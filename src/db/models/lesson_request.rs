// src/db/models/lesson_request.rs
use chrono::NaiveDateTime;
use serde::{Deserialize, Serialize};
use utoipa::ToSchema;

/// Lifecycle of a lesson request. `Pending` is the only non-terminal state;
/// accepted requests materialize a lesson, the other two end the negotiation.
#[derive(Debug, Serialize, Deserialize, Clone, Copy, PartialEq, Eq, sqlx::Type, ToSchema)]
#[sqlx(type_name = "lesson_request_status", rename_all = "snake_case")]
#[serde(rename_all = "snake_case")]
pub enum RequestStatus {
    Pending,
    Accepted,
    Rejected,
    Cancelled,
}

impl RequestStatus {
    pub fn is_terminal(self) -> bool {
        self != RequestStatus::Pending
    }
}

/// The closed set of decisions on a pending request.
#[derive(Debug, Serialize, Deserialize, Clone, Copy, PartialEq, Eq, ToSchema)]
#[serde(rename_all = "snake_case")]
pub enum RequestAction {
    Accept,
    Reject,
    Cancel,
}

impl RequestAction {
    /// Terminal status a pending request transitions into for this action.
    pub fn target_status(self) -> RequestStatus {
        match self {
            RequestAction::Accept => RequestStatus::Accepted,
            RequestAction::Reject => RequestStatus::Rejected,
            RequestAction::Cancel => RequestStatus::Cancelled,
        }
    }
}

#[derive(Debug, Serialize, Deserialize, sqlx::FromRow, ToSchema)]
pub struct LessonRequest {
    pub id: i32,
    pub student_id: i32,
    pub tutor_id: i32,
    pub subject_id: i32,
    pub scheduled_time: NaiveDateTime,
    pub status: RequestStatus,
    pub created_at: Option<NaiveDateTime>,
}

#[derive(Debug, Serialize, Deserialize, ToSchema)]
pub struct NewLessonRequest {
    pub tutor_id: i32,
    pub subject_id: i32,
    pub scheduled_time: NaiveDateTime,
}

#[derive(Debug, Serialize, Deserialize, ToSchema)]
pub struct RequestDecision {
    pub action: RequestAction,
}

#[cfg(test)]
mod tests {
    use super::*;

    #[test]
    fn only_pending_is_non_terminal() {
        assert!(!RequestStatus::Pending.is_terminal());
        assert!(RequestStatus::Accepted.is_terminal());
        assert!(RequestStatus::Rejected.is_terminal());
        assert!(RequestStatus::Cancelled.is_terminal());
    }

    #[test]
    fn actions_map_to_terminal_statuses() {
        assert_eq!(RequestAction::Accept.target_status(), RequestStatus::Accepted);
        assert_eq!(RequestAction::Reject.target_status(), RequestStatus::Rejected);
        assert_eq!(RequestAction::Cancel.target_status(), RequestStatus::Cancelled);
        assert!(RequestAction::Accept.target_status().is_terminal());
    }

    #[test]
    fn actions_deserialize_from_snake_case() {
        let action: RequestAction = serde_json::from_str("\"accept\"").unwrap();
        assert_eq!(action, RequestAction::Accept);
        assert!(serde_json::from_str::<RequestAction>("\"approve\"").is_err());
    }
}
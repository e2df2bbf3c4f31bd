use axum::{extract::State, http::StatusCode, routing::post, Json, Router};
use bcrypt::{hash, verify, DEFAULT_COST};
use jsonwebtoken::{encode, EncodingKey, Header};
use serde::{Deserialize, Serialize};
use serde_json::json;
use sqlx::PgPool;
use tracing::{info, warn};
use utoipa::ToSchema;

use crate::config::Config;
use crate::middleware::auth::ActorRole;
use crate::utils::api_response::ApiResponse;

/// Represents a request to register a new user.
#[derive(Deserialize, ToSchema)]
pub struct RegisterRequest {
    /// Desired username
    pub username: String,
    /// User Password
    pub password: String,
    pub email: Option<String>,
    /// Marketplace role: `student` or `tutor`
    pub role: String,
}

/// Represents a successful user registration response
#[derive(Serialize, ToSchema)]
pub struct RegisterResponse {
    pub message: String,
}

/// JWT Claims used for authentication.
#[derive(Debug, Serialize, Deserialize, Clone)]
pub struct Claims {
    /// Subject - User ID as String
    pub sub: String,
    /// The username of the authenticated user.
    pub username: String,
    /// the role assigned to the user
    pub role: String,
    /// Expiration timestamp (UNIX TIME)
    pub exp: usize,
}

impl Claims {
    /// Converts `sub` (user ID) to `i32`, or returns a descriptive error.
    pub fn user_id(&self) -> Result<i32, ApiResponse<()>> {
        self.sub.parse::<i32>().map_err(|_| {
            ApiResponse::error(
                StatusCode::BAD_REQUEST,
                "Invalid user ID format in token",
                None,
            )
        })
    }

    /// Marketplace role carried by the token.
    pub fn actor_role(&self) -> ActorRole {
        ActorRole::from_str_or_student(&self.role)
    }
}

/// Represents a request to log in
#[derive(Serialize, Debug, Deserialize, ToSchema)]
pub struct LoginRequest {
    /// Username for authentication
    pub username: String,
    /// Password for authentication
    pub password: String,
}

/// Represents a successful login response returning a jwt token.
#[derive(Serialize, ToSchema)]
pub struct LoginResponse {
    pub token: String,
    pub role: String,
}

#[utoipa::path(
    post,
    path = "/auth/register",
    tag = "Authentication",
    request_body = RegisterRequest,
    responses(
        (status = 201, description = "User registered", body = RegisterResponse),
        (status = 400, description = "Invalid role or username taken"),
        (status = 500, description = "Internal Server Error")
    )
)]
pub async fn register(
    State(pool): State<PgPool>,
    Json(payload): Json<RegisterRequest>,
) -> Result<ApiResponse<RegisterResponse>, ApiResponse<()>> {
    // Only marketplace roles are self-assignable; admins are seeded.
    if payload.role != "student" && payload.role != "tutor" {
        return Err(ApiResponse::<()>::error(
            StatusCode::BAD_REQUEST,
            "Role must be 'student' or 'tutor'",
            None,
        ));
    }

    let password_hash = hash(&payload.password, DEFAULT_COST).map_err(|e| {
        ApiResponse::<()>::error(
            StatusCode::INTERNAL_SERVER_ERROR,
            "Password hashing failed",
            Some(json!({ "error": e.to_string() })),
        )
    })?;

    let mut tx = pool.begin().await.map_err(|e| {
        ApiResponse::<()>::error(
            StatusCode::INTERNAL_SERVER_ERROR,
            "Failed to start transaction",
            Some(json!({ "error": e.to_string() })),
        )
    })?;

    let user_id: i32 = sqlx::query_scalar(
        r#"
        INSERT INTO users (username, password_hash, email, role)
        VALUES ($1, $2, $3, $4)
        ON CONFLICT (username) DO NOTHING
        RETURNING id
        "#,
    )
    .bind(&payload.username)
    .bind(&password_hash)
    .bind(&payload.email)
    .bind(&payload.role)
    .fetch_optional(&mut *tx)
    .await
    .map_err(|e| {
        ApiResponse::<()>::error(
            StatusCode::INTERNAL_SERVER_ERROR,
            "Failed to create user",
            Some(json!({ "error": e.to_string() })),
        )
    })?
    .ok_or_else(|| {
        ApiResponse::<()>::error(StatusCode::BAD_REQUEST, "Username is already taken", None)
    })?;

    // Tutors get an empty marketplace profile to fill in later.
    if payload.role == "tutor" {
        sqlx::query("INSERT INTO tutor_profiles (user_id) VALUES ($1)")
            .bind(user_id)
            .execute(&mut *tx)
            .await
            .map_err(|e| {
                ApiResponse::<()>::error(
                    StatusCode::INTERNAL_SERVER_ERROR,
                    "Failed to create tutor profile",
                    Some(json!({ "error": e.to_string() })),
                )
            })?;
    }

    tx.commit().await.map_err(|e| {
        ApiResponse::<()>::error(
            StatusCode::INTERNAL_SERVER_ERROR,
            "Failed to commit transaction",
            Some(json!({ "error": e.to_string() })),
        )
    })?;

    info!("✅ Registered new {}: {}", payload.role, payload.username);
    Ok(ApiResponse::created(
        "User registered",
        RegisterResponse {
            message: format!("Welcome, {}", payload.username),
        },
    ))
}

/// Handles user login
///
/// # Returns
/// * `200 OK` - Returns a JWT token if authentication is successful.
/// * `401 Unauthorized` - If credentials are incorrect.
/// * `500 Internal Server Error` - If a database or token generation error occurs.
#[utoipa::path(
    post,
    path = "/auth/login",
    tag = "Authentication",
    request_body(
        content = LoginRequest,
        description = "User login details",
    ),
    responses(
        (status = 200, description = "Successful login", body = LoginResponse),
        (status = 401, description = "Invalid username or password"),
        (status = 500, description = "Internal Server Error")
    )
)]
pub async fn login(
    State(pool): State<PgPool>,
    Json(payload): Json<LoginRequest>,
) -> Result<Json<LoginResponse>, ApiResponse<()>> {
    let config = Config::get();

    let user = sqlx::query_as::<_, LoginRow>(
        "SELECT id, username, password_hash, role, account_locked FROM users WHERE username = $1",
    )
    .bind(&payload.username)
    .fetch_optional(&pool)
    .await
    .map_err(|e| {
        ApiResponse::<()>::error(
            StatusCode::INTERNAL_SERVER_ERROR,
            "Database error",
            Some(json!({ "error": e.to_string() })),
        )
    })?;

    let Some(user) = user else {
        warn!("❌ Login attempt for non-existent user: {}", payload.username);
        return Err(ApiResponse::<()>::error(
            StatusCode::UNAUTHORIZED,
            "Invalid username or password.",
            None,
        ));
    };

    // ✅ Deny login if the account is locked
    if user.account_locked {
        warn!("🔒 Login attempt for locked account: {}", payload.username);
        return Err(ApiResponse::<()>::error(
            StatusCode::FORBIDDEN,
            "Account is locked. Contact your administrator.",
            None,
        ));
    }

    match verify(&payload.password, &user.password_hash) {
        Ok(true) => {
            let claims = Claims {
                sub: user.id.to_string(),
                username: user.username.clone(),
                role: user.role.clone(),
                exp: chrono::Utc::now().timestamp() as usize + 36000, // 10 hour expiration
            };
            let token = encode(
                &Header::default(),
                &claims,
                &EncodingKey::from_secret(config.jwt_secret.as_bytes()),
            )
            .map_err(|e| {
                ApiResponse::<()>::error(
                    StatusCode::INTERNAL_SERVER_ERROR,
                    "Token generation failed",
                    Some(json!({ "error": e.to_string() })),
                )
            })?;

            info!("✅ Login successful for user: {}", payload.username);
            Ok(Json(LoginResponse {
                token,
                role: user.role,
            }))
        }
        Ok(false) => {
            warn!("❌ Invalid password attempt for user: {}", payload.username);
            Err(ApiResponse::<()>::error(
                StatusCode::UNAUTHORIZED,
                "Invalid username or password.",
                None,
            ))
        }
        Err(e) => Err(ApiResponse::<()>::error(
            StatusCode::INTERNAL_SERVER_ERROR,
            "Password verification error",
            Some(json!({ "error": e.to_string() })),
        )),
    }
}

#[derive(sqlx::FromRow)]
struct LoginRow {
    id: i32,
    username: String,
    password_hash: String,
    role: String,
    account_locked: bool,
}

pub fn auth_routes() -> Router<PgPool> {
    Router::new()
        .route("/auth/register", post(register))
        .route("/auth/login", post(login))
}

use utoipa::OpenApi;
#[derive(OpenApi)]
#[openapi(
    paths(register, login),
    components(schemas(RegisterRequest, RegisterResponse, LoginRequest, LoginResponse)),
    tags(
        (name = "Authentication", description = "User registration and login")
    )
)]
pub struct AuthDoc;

────────

__TASK STATEMENT__
Start at the first line of the entries above. Set down each line exactly through the one with "pub enum RequestAction", and stop there.

__TASK SOLUTION__
filename src/db/models/lesson_request.rs
// src/db/models/lesson_request.rs
use chrono::NaiveDateTime;
use serde::{Deserialize, Serialize};
use utoipa::ToSchema;

/// Lifecycle of a lesson request. `Pending` is the only non-terminal state;
/// accepted requests materialize a lesson, the other two end the negotiation.
#[derive(Debug, Serialize, Deserialize, Clone, Copy, PartialEq, Eq, sqlx::Type, ToSchema)]
#[sqlx(type_name = "lesson_request_status", rename_all = "snake_case")]
#[serde(rename_all = "snake_case")]
pub enum RequestStatus {
    Pending,
    Accepted,
    Rejected,
    Cancelled,
}

impl RequestStatus {
    pub fn is_terminal(self) -> bool {
        self != RequestStatus::Pending
    }
}

/// The closed set of decisions on a pending request.
#[derive(Debug, Serialize, Deserialize, Clone, Copy, PartialEq, Eq, ToSchema)]
#[serde(rename_all = "snake_case")]
pub enum RequestAction {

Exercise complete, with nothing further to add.